First of all static routes bring a set of problems. The first option to have a backup static routes will lead to one pipe being over utilized while the other wont send out any traffic. Remember that for any enterprise serving content, outbound traffic is always more than the inbound traffic.

Having filter based forwarding so that a particular subnet takes one link while another takes the other link has scalability issues. As you add links or subnets you will have to carefully select which link to send out traffic by. In case you need to shift some traffic you really don't have many choices. Such a strategy balances traffic based on your subnets.

Having a full BGP table gives you full flexibility to manipulate traffic how you want. As you progress through the series all such aspects will be covered. Before delving into traffic manipulation it is important to learn a key concept known as AS paths.

AS Paths:

A distance vector protocol depends on the hop count, whereas a path vector protocol depends upon path count. For example, suppose our organisation is the originator of a subnet. It will therefore announce that subnet to its ISP with its own ASN say 100. The ISP will then prepend its own ASN (say 150) and announce it to its upstream or peer.

The upstream peer now has a route to the destination via AS 150. Moreover is has a direct reachability to this autonomous system. Therefore it is deemed as a valid route and placed in the routing table, as long as it not receiving announcement for the same subnet from other peers.


Shaping inbound traffic:


BGP uses a path selection algorithm to determine which route for a particular destination is the best. This link describes it. When a router receives routes from different ISPs it runs this algorithm. If a rule matches for both routes the next rule is looked at.  Usually the tie breaker occurs at the 4th step.

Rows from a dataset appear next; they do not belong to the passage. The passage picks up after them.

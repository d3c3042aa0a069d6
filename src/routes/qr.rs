use std::sync::Arc;

use poem::http::StatusCode;
use poem::web::Data;
use poem::{Request, Response, handler};

use crate::AppState;
use crate::envelope::{ErrorEnvelope, artifact};
use crate::schemas::chart::{ImageKind, Params};
use crate::schemas::qr::{DEFAULT_QR_MARGIN, DEFAULT_QR_SIZE, EcLevel, MAX_QR_SIZE, QrJob};

#[handler]
pub async fn get_qr(req: &Request, Data(state): Data<&Arc<AppState>>) -> Response {
    let params = Params::from_query(req.uri().query().unwrap_or(""));

    let format = match params.get("format") {
        Some("svg") => ImageKind::Svg,
        _ => ImageKind::Png,
    };
    let envelope = ErrorEnvelope::for_image(format);

    let Some(text) = params.get("text") else {
        return envelope.respond("Missing `text`", StatusCode::INTERNAL_SERVER_ERROR);
    };

    let job = QrJob {
        text: text.to_string(),
        format,
        size: params
            .get("size")
            .and_then(|v| v.parse::<u32>().ok())
            .filter(|v| *v > 0)
            .map(|v| v.min(MAX_QR_SIZE))
            .unwrap_or(DEFAULT_QR_SIZE),
        margin: params
            .get("margin")
            .and_then(|v| v.parse().ok())
            .unwrap_or(DEFAULT_QR_MARGIN),
        ec_level: params
            .get("ecLevel")
            .and_then(EcLevel::parse)
            .unwrap_or_default(),
        dark: params.get("dark").unwrap_or("000").to_string(),
        light: params.get("light").unwrap_or("fff").to_string(),
    };

    state.telemetry.count_qr();
    match state.engines.qr(&job).await {
        Ok(bytes) => artifact(bytes, format.mime(), state.is_dev()),
        Err(failure) => envelope.respond(&failure.message, failure.status),
    }
}
pub mod chartjs;
pub mod graphviz;
pub mod pdf;
pub mod qr;
pub mod translate;

use std::sync::Arc;

use anyhow::Result;
use async_trait::async_trait;
use poem::http::StatusCode;

use crate::schemas::chart::{ChartJob, Params, TranslatedChart};
use crate::schemas::legacy::GraphJob;
use crate::schemas::qr::QrJob;

#[async_trait]
pub trait ChartRenderer: Send + Sync {
    async fn render(&self, job: &ChartJob) -> Result<Vec<u8>>;
}

#[async_trait]
pub trait GraphRenderer: Send + Sync {
    async fn render(&self, job: &GraphJob) -> Result<Vec<u8>>;
}

#[async_trait]
pub trait QrRenderer: Send + Sync {
    async fn render(&self, job: &QrJob) -> Result<Vec<u8>>;
}

pub trait LegacyTranslator: Send + Sync {
    fn translate(&self, params: &Params) -> Result<TranslatedChart>;
}

/// A failure normalized out of any external renderer.
#[derive(Debug)]
pub struct RenderFailure {
    pub message: String,
    pub status: StatusCode,
}

pub type RenderOutcome = Result<Vec<u8>, RenderFailure>;

/// Uniform call contract to the external renderers. Each call either
/// yields the rendered buffer or a normalized failure; there are no
/// retries, and how a failure is presented is the caller's decision.
#[derive(Clone)]
pub struct Engines {
    pub charts: Arc<dyn ChartRenderer>,
    pub graphs: Arc<dyn GraphRenderer>,
    pub qr: Arc<dyn QrRenderer>,
    pub translator: Arc<dyn LegacyTranslator>,
}

impl Engines {
    pub fn production() -> Result<Self> {
        Ok(Self {
            charts: Arc::new(chartjs::BrowserChartRenderer::new()?),
            graphs: Arc::new(graphviz::GraphvizCli),
            qr: Arc::new(qr::QrEncoder),
            translator: Arc::new(translate::GoogleChartsTranslator),
        })
    }

    pub async fn chart(&self, job: &ChartJob) -> RenderOutcome {
        normalize(self.charts.render(job).await, "chart")
    }

    pub async fn graph(&self, job: &GraphJob) -> RenderOutcome {
        normalize(self.graphs.render(job).await, "graph")
    }

    pub async fn qr(&self, job: &QrJob) -> RenderOutcome {
        normalize(self.qr.render(job).await, "qr")
    }
}

fn normalize(result: Result<Vec<u8>>, engine: &str) -> RenderOutcome {
    result.map_err(|err| {
        tracing::warn!("{} render failed: {:#}", engine, err);
        RenderFailure {
            message: err.to_string(),
            status: StatusCode::INTERNAL_SERVER_ERROR,
        }
    })
}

A route having the minimum number of AS Paths is considered a better route.

In the illustration below is is clear that RTR1 is two AS hops away from RTR5. In an ideal case when the router will run the BGP path selection algorithm it fill find a tie even at rule 4 and proceed to the next rule. Unfortunately as we go down the list, it becomes more and more out of our hands. The last step is to select the route from a peer having lowest peer IP. Clearly we cannot control such factors. What we can control are some of the BGP attributes. What if could announce our routes by prepending the route with our own AS number? Let us look at an example for better understanding.

Suppose you have three subnets and want majority of traffic via each of the three links an with automatic link failover. This is where the attributes come into picture. By modifying them we can tell the whole world that a particular path is better than the others.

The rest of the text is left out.